The National Security Agency, or NSA, and the FBI have been spying on prominent Muslim-Americans, including well-known lawyers, civil-rights activists and academics, for years in an effort to track down terrorist cells and foreign agents, according to new revelations contained in leaked documents provided by Edward Snowden, the NSA whistleblower and a former systems administrator for the CIA.

The list of Americans with Muslim backgrounds reportedly monitored by the U.S. government includes a top executive of the largest Muslim civil-rights organization in the country; a long-time politician who worked for the Department of Homeland Security; an attorney who represents clients in national security-related cases; and, two professors associated with American universities, according to a report by The Intercept, which first reported on the practice Tuesday.

The five Muslim-Americans, targeted by the NSA-FBI surveillance, reportedly appeared on a confidential spreadsheet leaked by Snowden last year, which included 7,485 email addresses that were monitored by U.S. authorities between 2002 and 2008. While a majority of the email addresses belonged to foreigners allegedly linked to Islamic terrorist groups, such as al Qaeda, Hamas and Hezbollah, some of them were American citizens accused of various terrorist activities.

The list contained 202 email addresses of “U.S. persons” under the heading “Nationality,” while the rest of the email addresses belonged to “non-U.S. persons” and to people whose nationalities could not be determined, according to The Intercept, which was co-founded by former Guardian journalist Glenn Greenwald.

Here is a look at the five Muslim-American leaders, who according to The Intercept report, were spied on by the NSA and FBI:

- Faisal Gill, a long-time Republican Party member, who worked for the Department of Homeland Security under President George W. Bush

- Asim Ghafoor, an attorney for the Saudi Arabia-based Al Haramain Islamic Foundation

- Nihad Awad, the executive director of the Council on American-Islamic Relations, or CAIR, the largest Muslim civil liberties and advocacy organization in the U.S.

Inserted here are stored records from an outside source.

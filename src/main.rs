use anyhow::Result;
use clap::Parser;
use gmail_triage::cli::{self, Cli, Commands, LogFormat};
use gmail_triage::config::Config;
use gmail_triage::error::TriageError;
use std::process;
use tracing_subscriber::EnvFilter;

#[tokio::main]
async fn main() {
    // Exit with proper code on error
    if let Err(e) = run().await {
        eprintln!("Error: {}", e);
        eprintln!("\nFor help, run: gmail-triage --help");
        process::exit(1);
    }
}

fn init_tracing(cli: &Cli) {
    let filter = if cli.verbose {
        EnvFilter::try_from_default_env()
            .unwrap_or_else(|_| EnvFilter::new("gmail_triage=debug,info"))
    } else {
        EnvFilter::try_from_default_env().unwrap_or_else(|_| EnvFilter::new("gmail_triage=info"))
    };

    match cli.log_format {
        LogFormat::Text => tracing_subscriber::fmt()
            .with_env_filter(filter)
            .with_target(false)
            .with_thread_ids(false)
            .with_file(false)
            .with_line_number(false)
            .init(),
        LogFormat::Json => tracing_subscriber::fmt()
            .json()
            .with_env_filter(filter)
            .with_target(false)
            .with_current_span(false)
            .init(),
    }
}

async fn run() -> Result<()> {
    // Several dependencies pull in rustls; pick one crypto provider up front.
    // aws-lc-rs on non-Windows platforms, ring on Windows (no NASM/CMake needed)
    #[cfg(not(windows))]
    rustls::crypto::aws_lc_rs::default_provider()
        .install_default()
        .map_err(|_| anyhow::anyhow!("Failed to install default crypto provider"))?;

    #[cfg(windows)]
    rustls::crypto::ring::default_provider()
        .install_default()
        .map_err(|_| anyhow::anyhow!("Failed to install default crypto provider"))?;

    let cli = Cli::parse();
    init_tracing(&cli);

    match &cli.command {
        Commands::Auth { force } => {
            tracing::info!("Authenticating with Gmail API...");

            if let Some(parent) = cli.token_cache.parent() {
                tokio::fs::create_dir_all(parent).await?;
            }

            if *force && cli.token_cache.exists() {
                tokio::fs::remove_file(&cli.token_cache).await?;
                tracing::info!("Removed existing token cache");
            }

            // Triggers the browser flow when no usable token is cached
            let hub =
                gmail_triage::auth::initialize_gmail_hub(&cli.credentials, &cli.token_cache)
                    .await?;
            if cli.token_cache.exists() {
                gmail_triage::auth::secure_token_file(&cli.token_cache).await?;
            }

            println!("Successfully authenticated with Gmail API");
            println!("Token cached at: {:?}", cli.token_cache);

            // Scope must match the cached token to avoid a second consent prompt
            let (_, profile) = hub
                .users()
                .get_profile("me")
                .add_scope("https://www.googleapis.com/auth/gmail.modify")
                .doit()
                .await?;
            println!(
                "Connected to account: {}",
                gmail_triage::redact::redact_email(&profile.email_address.unwrap_or_default())
            );

            Ok(())
        }

        Commands::Run {
            dry_run,
            max_messages,
        } => {
            if *dry_run {
                println!("Running in DRY RUN mode - no changes will be made");
            }

            let report = cli::run_triage(&cli, *dry_run, *max_messages).await?;

            println!("\n========================================");
            print!("{}", report.to_summary());
            println!("========================================");

            Ok(())
        }

        Commands::InitConfig { output, force } => {
            tracing::info!("Generating example configuration file");

            if output.exists() && !*force {
                return Err(TriageError::ConfigError(format!(
                    "Configuration file already exists at {:?}. Use --force to overwrite.",
                    output
                ))
                .into());
            }

            Config::create_example(output).await?;

            println!("Created example configuration file at: {:?}", output);
            println!("\nPlease edit this file to customize your settings.");
            println!("Key settings to review:");
            println!("  - vertex.project_id: Google Cloud project running Vertex AI");
            println!("  - vertex.location / vertex.model: preferred region and model");
            println!("  - gmail.max_messages: unread messages handled per run");
            println!("  - labels.prefix: Parent label for the category labels");
            println!("  - reply.signature: Appended to every reply draft");

            Ok(())
        }

        Commands::Candidates => {
            let mut config = Config::load(&cli.config).await?;
            config.apply_env_overrides();

            println!("Generation candidates (region / model), in attempt order:");
            print!("{}", cli::describe_candidates(&config));

            Ok(())
        }
    }
}
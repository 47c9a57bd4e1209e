//! Fixed instruction texts sent as the system directive

/// Classification rubric; the model must answer with `{"category": N}`
pub const CLASSIFICATION_INSTRUCTION: &str = r#"You are an email triage assistant. Decide which of the categories below best fits the email you are given and answer with its number as JSON.
Do not add explanations or any other text.

Always answer in exactly this form:
{"category": 1|2|3|4}

Categories
1. Needs a reply from me
   (e.g. scheduling requests, requests to send documents, direct questions, approval requests)
2. No reply needed, but important and must be read
   (e.g. policy changes, important announcements, security notices, official statements)
3. Moderately important, worth skimming
   (e.g. event invitations, regular newsletters, reference material)
4. Low importance, no need to read
   (e.g. advertising, suspected scams, surveys, social network notifications)

Example input:
Subject: "Scheduling our next meeting"
Body: "Could you let me know which times work for you next week?"
Output:
{"category": 1}

Example input:
Subject: "Security policy update"
Body: "Starting today the password rules are changing."
Output:
{"category": 2}

Example input:
Subject: "Planned system maintenance"
Body: "The servers will be down this weekend for maintenance. Services will be unavailable."
Output:
{"category": 2}

Example input:
Subject: "Research seminar announcement"
Body: "Details of next month's open seminar. Attendance is optional."
Output:
{"category": 3}

Example input:
Subject: "Last chance: 50% off everything"
Body: "Our biggest sale of the year ends tonight."
Output:
{"category": 4}
"#;

/// Persona and formatting rules for reply drafts
///
/// The signature block is appended separately, so the model is told not to sign.
pub const REPLY_INSTRUCTION: &str = r#"You draft email replies on behalf of the mailbox owner.
Write a reply to the email you are given, using its subject and body.

Rules:
- Reply in the same language as the original email.
- Be polite, concise and specific. Address every question or request in the email.
- Do not invent facts, dates, commitments or attachments. Where the owner has to decide something, leave a short placeholder in square brackets, e.g. [preferred date].
- Start with a short greeting and end with a short closing line.
- Do not include a subject line, a signature, or any commentary about the draft.
- Output the reply body as plain text only.

Example input:
Subject: Scheduling our next meeting
Body:
Could you let me know which times work for you next week?

Example output:
Hello,

Thank you for reaching out. Next week I am available on [days and times].
Please let me know which of these suits you best.

Best regards,
"#;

- Hooshang Amirahmadi, a professor of international relations at Rutgers University in New Jersey

- Agha Saeed, a former political science professor at California State University and an expert on Muslim civil liberties and Palestinian rights

While these five individuals were being spied on because of their Muslim background and work related to Islam, none of them have been charged with any crime related to the NSA-FBI surveillance.

“I believe that they tapped me because my name is Asim Abdur Rahman Ghafoor, my parents are from India, I travelled to Saudi Arabia as a young man, and I do the pilgrimage,” Ghafoor told The Intercept, after he came to know that the list did not include any non-Muslim lawyers who also defended terror suspects.

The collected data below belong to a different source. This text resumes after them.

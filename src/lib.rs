//! Gmail Triage
//!
//! Batch triage of unread Gmail messages with Gemini on Vertex AI.
//!
//! # Overview
//!
//! Each run picks up a bounded batch of unread messages and, for every one:
//! - **Classification**: asks the model for one of four priority categories,
//!   degrading to low priority when the model is unavailable or unparseable
//! - **Labeling**: applies the category label (`{prefix}/Important`, `Read`,
//!   `Event`, `Ads`), creating labels on first use
//! - **Reply drafting**: for messages that need an answer, stores a threaded
//!   reply draft with the configured signature
//! - **Read state**: optionally marks the message read
//!
//! Generation requests walk an ordered list of regions and models, so a model
//! that is missing or throttled in one region falls through to the next.
//!
//! # Example Usage
//!
//! ```no_run
//! use gmail_triage::{auth, cli, config::Config};
//!
//! #[tokio::main]
//! async fn main() -> anyhow::Result<()> {
//!     let mut config = Config::load("config.toml".as_ref()).await?;
//!     config.apply_env_overrides();
//!     config.validate()?;
//!
//!     for (region, model) in config.candidate_list().pairs() {
//!         println!("{} / {}", region, model);
//!     }
//!
//!     let _hub = auth::initialize_gmail_hub(
//!         "credentials.json".as_ref(),
//!         ".gmail-triage/token.json".as_ref(),
//!     )
//!     .await?;
//!
//!     Ok(())
//! }
//! ```
//!
//! # Module Organization
//!
//! - [`auth`] - OAuth2 for Gmail and Application Default Credentials for Vertex AI
//! - [`client`] - Gmail API client with timeouts and retry logic
//! - [`generation`] - Region/model fallback over the Vertex AI transport
//! - [`classifier`] - Category assignment from model output
//! - [`reply`] - Reply draft generation and signatures
//! - [`message`] - MIME parsing and reply message assembly
//! - [`label_manager`] - Category label lookup and creation
//! - [`pipeline`] - Per-message state machine and batch report
//! - [`cli`] - Command-line interface and wiring
//! - [`config`] - Configuration management
//! - [`error`] - Error types and result aliases
//! - [`models`] - Core data structures

pub mod auth;
pub mod classifier;
pub mod cli;
pub mod client;
pub mod config;
pub mod error;
pub mod generation;
pub mod label_manager;
pub mod message;
pub mod models;
pub mod pipeline;
pub mod prompts;
pub mod redact;
pub mod reply;

// Re-export commonly used types for convenience
pub use error::{Result, TriageError};

// Core data models
pub use models::{
    AttemptRecord, Category, GenerationFailure, GenerationOutcome, GenerationRequest,
    MessageHeaders, OutputFormat, ReplyDraft,
};

// Generation
pub use generation::{
    CandidateList, GenerationClient, RegionClient, RegionClientFactory, ServiceError,
    ServiceErrorKind,
};

pub use classifier::Classifier;
pub use reply::ReplyDrafter;

// Config types
pub use config::{Config, ExecutionConfig, GmailConfig, LabelConfig, ReplyConfig, VertexConfig};

// Client traits
pub use client::{DraftRequest, GmailClient, LabelInfo, ProductionGmailClient};

pub use label_manager::LabelManager;
pub use pipeline::{BatchReport, DraftStatus, MessageOutcome, RunOptions, TriageRun};

// CLI types (for binary usage)
pub use cli::{Cli, Commands};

It is also unclear whether the government was operating within legal parameters while spying on the Americans on the list. According to The Intercept report, the NSA can conduct electronic surveillance on U.S. citizens only if it obtains a warrant, which needs to be approved by the Federal Intelligence Surveillance Court. And, to acquire a warrant, the government has to show the court that there is “probable cause” to believe that the suspect is associated with terrorism or espionage.

Although the exact duration of the surveillance is still unknown, the leaked document also indicated that the spying was likely approved to continue even after 2008, Wired reported.

Did The Government Lie?

Last August, President Barack Obama said, during an interview with NBC, that the government was not spying on Americans. Obama also commended the NSA's role, calling it a “critical component to counterterrorism.”

“We don't have a domestic spying program,” Obama had said at the time. “What we do have is some mechanisms that can track a phone number or an email address that is connected to a terrorist attack. ... That information is useful.”

Last October, NSA Director Gen. Keith Alexander also denied that his agency spied on Americans, stating that media reports about the NSA “compiling profiles or dossiers of American people” were “inaccurate and wrong,” Mashable reported. “They are flat out wrong saying we're creating dossiers on Americans,” Alexander had told Congress.

After the unauthorized disclosure of classified documents by Snowden, many people accused the NSA of secretly collecting troves of data about Americans' communications over the Internet without their approval.

Last week, a five-member Privacy and Civil Liberties Oversight Board, appointed by Obama, found that the implementation of NSA surveillance programs raised privacy concerns, pushing them “close to the line of constitutional reasonableness" but concluded that the surveillance is legal and uses “reasonable” safeguards to protect the rights of Americans.